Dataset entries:
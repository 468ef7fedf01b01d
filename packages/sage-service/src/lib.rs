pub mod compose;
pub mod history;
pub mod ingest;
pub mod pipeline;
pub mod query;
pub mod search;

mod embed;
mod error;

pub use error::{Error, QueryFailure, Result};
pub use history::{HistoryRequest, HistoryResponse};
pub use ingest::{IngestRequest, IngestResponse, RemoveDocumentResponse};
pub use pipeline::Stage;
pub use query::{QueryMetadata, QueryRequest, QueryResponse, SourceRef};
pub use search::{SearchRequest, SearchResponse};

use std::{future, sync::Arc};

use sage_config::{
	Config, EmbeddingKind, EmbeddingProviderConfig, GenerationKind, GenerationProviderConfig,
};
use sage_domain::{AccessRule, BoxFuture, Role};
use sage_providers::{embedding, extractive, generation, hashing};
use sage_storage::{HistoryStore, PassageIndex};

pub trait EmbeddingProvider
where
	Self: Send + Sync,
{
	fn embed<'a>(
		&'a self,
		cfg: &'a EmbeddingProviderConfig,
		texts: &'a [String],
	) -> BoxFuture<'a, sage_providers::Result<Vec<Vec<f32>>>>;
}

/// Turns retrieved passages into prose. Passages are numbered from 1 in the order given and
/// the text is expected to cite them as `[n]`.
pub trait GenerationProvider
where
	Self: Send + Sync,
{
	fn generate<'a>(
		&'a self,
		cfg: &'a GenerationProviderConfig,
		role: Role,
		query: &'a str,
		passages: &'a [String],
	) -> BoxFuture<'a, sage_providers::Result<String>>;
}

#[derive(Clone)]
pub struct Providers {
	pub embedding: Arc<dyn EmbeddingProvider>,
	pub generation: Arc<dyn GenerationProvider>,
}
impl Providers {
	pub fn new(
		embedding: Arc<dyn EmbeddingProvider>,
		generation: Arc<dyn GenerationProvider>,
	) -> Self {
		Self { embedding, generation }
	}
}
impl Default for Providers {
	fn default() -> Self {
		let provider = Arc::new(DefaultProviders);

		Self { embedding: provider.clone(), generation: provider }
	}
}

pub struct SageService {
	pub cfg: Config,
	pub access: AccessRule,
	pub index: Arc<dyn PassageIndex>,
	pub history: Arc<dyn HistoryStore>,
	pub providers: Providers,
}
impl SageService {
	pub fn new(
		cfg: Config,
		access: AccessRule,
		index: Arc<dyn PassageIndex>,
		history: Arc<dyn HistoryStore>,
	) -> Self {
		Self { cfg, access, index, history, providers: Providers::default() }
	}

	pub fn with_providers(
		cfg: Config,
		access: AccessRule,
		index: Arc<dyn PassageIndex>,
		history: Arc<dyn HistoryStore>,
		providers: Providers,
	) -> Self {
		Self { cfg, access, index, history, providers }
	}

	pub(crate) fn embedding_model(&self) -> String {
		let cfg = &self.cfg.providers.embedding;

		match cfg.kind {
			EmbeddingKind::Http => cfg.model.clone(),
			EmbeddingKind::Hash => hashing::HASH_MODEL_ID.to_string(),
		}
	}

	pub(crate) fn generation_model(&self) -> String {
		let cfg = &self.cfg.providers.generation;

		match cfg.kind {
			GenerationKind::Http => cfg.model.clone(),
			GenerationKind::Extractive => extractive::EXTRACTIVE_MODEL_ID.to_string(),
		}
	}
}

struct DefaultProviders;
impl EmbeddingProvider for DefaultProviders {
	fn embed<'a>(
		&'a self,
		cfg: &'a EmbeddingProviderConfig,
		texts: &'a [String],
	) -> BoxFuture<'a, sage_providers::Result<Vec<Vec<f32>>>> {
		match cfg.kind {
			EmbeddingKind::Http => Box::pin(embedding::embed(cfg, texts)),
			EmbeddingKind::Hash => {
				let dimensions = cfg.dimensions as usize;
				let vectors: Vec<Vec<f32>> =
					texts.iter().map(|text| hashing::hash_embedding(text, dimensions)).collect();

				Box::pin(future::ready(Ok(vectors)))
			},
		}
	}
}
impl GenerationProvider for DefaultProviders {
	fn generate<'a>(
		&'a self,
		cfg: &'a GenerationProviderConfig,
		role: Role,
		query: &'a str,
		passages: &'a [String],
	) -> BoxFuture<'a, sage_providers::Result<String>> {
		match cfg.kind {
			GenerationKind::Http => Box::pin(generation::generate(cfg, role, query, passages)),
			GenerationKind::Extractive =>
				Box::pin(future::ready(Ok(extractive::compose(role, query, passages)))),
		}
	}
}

• Activity
Go through the records above and copy every line with the word "crate".

• Final answer
	pub(crate) fn embedding_model(&self) -> String {
	pub(crate) fn generation_model(&self) -> String {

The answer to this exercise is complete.